## Goal of the exercise
Your answer must be every line of the data that holds the string "IntoIterator".

## Data supplied
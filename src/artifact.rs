use serde::{Deserialize, Serialize};

/// Language assigned to a fence that carries no info string
pub const PLAINTEXT: &str = "plaintext";

/// Default download names for the languages the generator is prompted to emit
const DEFAULT_FILENAMES: &[(&str, &str)] = &[
    ("html", "index.html"),
    ("css", "styles.css"),
    ("javascript", "script.js"),
    ("js", "script.js"),
    ("typescript", "index.ts"),
    ("ts", "index.ts"),
    ("jsx", "App.jsx"),
    ("tsx", "App.tsx"),
    ("json", "config.json"),
];

/// One parsed code block
#[derive(Debug, Clone, PartialEq, Eq, Serialize, Deserialize)]
pub struct CodeArtifact {
    /// Lowercase language token (`html`, `css`, `javascript`, ...)
    pub language: String,
    /// Display and download name, never empty
    pub filename: String,
    /// Trimmed text between the fence markers
    pub content: String,
}

impl CodeArtifact {
    pub fn new(
        language: impl Into<String>,
        filename: impl Into<String>,
        content: impl Into<String>,
    ) -> Self {
        Self {
            language: language.into(),
            filename: filename.into(),
            content: content.into(),
        }
    }

    pub fn is_html(&self) -> bool {
        self.language == "html"
    }

    pub fn is_css(&self) -> bool {
        self.language == "css"
    }

    pub fn is_javascript(&self) -> bool {
        self.language == "javascript" || self.language == "js"
    }
}

/// Synthesize a filename for `language`.
///
/// Languages outside the table get `file.<language>`.
pub fn default_filename(language: &str) -> String {
    let lowered = language.to_lowercase();
    DEFAULT_FILENAMES
        .iter()
        .find(|(lang, _)| *lang == lowered)
        .map(|(_, name)| name.to_string())
        .unwrap_or_else(|| format!("file.{}", language))
}

/// Artifacts in order of appearance in the source text
#[derive(Debug, Clone, Default, PartialEq, Eq, Serialize, Deserialize)]
#[serde(transparent)]
pub struct ArtifactList(Vec<CodeArtifact>);

impl ArtifactList {
    pub fn new() -> Self {
        Self::default()
    }

    pub fn len(&self) -> usize {
        self.0.len()
    }

    pub fn is_empty(&self) -> bool {
        self.0.is_empty()
    }

    pub fn iter(&self) -> std::slice::Iter<'_, CodeArtifact> {
        self.0.iter()
    }

    pub fn as_slice(&self) -> &[CodeArtifact] {
        &self.0
    }

    /// First HTML artifact, used as the preview base document
    pub fn first_html(&self) -> Option<&CodeArtifact> {
        self.0.iter().find(|a| a.is_html())
    }

    pub fn stylesheets(&self) -> impl Iterator<Item = &CodeArtifact> {
        self.0.iter().filter(|a| a.is_css())
    }

    pub fn scripts(&self) -> impl Iterator<Item = &CodeArtifact> {
        self.0.iter().filter(|a| a.is_javascript())
    }
}

impl From<Vec<CodeArtifact>> for ArtifactList {
    fn from(artifacts: Vec<CodeArtifact>) -> Self {
        Self(artifacts)
    }
}

impl FromIterator<CodeArtifact> for ArtifactList {
    fn from_iter<I: IntoIterator<Item = CodeArtifact>>(iter: I) -> Self {
        Self(iter.into_iter().collect())
    }
}

impl IntoIterator for ArtifactList {
    type Item = CodeArtifact;
    type IntoIter = std::vec::IntoIter<CodeArtifact>;

    fn into_iter(self) -> Self::IntoIter {
        self.0.into_iter()
    }
}

impl<'a> IntoIterator for &'a ArtifactList {
    type Item = &'a CodeArtifact;
    type IntoIter = std::slice::Iter<'a, CodeArtifact>;

    fn into_iter(self) -> Self::IntoIter {
        self.0.iter()
    }
}
//! Lock-wrapped read-modify-write over stored collections
//!
//! `EntityStore` is the only path services use to reach storage. Every
//! mutation runs as one unit under the key's lock: read the full value,
//! change it in memory, write the full value back.

use std::sync::Arc;

use serde::de::DeserializeOwned;
use serde::Serialize;

use crate::config::{StoreConfig, TouchlinePaths};
use crate::error::{TouchlineError, TouchlineResult};
use crate::lock::{KeyLock, KeyLockGuard, LOCK_ORDER};
use crate::models::{Collection, Entity, Validate};
use crate::storage::{decode, encode, read_value, ReadMode, StorageAdapter, StorageFactory, StorageKey};

/// Key under which an unreadable value is preserved before being replaced
pub fn quarantine_key(key: StorageKey) -> String {
    format!("{}-corrupt", key.as_str())
}

#[derive(Clone)]
pub struct EntityStore {
    factory: Arc<StorageFactory>,
    locks: KeyLock,
}

impl EntityStore {
    pub fn new(factory: Arc<StorageFactory>, locks: KeyLock) -> Self {
        Self { factory, locks }
    }

    /// Build the store described by a configuration file
    pub fn open(paths: TouchlinePaths, config: &StoreConfig) -> Self {
        let factory = StorageFactory::new(paths, config.backend);
        Self::new(Arc::new(factory), KeyLock::new(config.lock_timeout()))
    }

    pub fn factory(&self) -> &Arc<StorageFactory> {
        &self.factory
    }

    pub fn locks(&self) -> &KeyLock {
        &self.locks
    }

    pub async fn adapter(&self) -> TouchlineResult<Arc<dyn StorageAdapter>> {
        self.factory.adapter().await
    }

    /// Read a value outside any lock, for display and lookups only
    pub async fn load<T>(&self, key: StorageKey, mode: ReadMode) -> TouchlineResult<T>
    where
        T: DeserializeOwned + Default + Validate,
    {
        let adapter = self.adapter().await?;
        read_value(adapter.as_ref(), key.as_str(), mode).await
    }

    pub async fn load_collection<E: Entity>(&self) -> TouchlineResult<Collection<E>> {
        self.load(E::KEY, ReadMode::Lenient).await
    }

    /// Read-modify-write `key` under its lock
    ///
    /// If `mutate` fails nothing is written. The returned value is whatever
    /// `mutate` derived from the collection.
    pub async fn update<T, R, F>(&self, key: StorageKey, mutate: F) -> TouchlineResult<R>
    where
        T: Serialize + DeserializeOwned + Default + Validate,
        F: FnOnce(&mut T) -> TouchlineResult<R>,
    {
        let guard = self.locks.acquire(key.as_str()).await?;
        let mut value: T = self.read_locked(&guard, key).await?;
        let result = mutate(&mut value)?;
        self.write_locked(&guard, key, &value).await?;
        Ok(result)
    }

    pub async fn update_collection<E, R, F>(&self, mutate: F) -> TouchlineResult<R>
    where
        E: Entity,
        F: FnOnce(&mut Collection<E>) -> TouchlineResult<R>,
    {
        self.update(E::KEY, mutate).await
    }

    /// Read `key` while holding its lock
    ///
    /// An unreadable value is logged, copied aside under its quarantine key
    /// and replaced by the default, so the write that follows cannot silently
    /// destroy the only copy.
    pub async fn read_locked<T>(&self, guard: &KeyLockGuard, key: StorageKey) -> TouchlineResult<T>
    where
        T: DeserializeOwned + Default + Validate,
    {
        check_guard(guard, key)?;
        let adapter = self.adapter().await?;
        let raw = adapter.get(key.as_str()).await?;

        match decode::<T>(key.as_str(), raw.as_deref(), ReadMode::Strict) {
            Ok(value) => Ok(value),
            Err(TouchlineError::CorruptData { reason, .. }) => {
                tracing::warn!(
                    key = %key,
                    reason = %reason,
                    "corrupt collection, quarantining raw value and starting from empty"
                );
                if let Some(raw) = raw {
                    adapter.set(&quarantine_key(key), raw).await?;
                }
                Ok(T::default())
            }
            Err(e) => Err(e),
        }
    }

    pub async fn write_locked<T>(&self, guard: &KeyLockGuard, key: StorageKey, value: &T) -> TouchlineResult<()>
    where
        T: Serialize + Validate,
    {
        check_guard(guard, key)?;
        // Validate before touching the backend
        let encoded = encode(key.as_str(), value)?;
        let adapter = self.adapter().await?;
        adapter.set(key.as_str(), encoded).await
    }

    /// Take the personnel and games locks in the system-wide order
    pub async fn lock_personnel_and_games(&self) -> TouchlineResult<(KeyLockGuard, KeyLockGuard)> {
        let [first, second] = LOCK_ORDER;
        let first = self.locks.acquire(first.as_str()).await?;
        let second = self.locks.acquire(second.as_str()).await?;
        Ok((first, second))
    }

    pub async fn list<E: Entity>(&self) -> TouchlineResult<Vec<E>> {
        Ok(self.load_collection::<E>().await?.into_values().collect())
    }

    pub async fn get<E: Entity>(&self, id: &str) -> TouchlineResult<Option<E>> {
        Ok(self.load_collection::<E>().await?.remove(id))
    }

    /// Change one record in place and return its new state
    ///
    /// `change` runs on a copy; the record is validated before it replaces
    /// the stored one.
    pub async fn modify<E, F>(&self, id: &str, change: F) -> TouchlineResult<E>
    where
        E: Entity,
        F: FnOnce(&mut E) -> TouchlineResult<()>,
    {
        let id = id.to_string();
        self.update_collection::<E, _, _>(move |collection| {
            let mut record = collection
                .get(&id)
                .cloned()
                .ok_or_else(|| not_found::<E>(&id))?;
            change(&mut record)?;
            record.validate().map_err(TouchlineError::ValidationFailed)?;
            collection.insert(id, record.clone());
            Ok(record)
        })
        .await
    }

    /// Remove one record by id, failing with `NotFound` if it isn't there
    pub async fn remove<E: Entity>(&self, id: &str) -> TouchlineResult<E> {
        let id = id.to_string();
        self.update_collection::<E, _, _>(move |collection| {
            collection.remove(&id).ok_or_else(|| not_found::<E>(&id))
        })
        .await
    }
}

pub(crate) fn not_found<E: Entity>(id: &str) -> TouchlineError {
    TouchlineError::NotFound {
        entity_type: E::KIND,
        identifier: id.to_string(),
    }
}

fn check_guard(guard: &KeyLockGuard, key: StorageKey) -> TouchlineResult<()> {
    if guard.key() == key.as_str() {
        Ok(())
    } else {
        Err(TouchlineError::Config(format!(
            "lock on '{}' does not cover '{}'",
            guard.key(),
            key
        )))
    }
}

## Answer area
    fn from_iter<I: IntoIterator<Item = CodeArtifact>>(iter: I) -> Self {
impl IntoIterator for ArtifactList {
impl<'a> IntoIterator for &'a ArtifactList {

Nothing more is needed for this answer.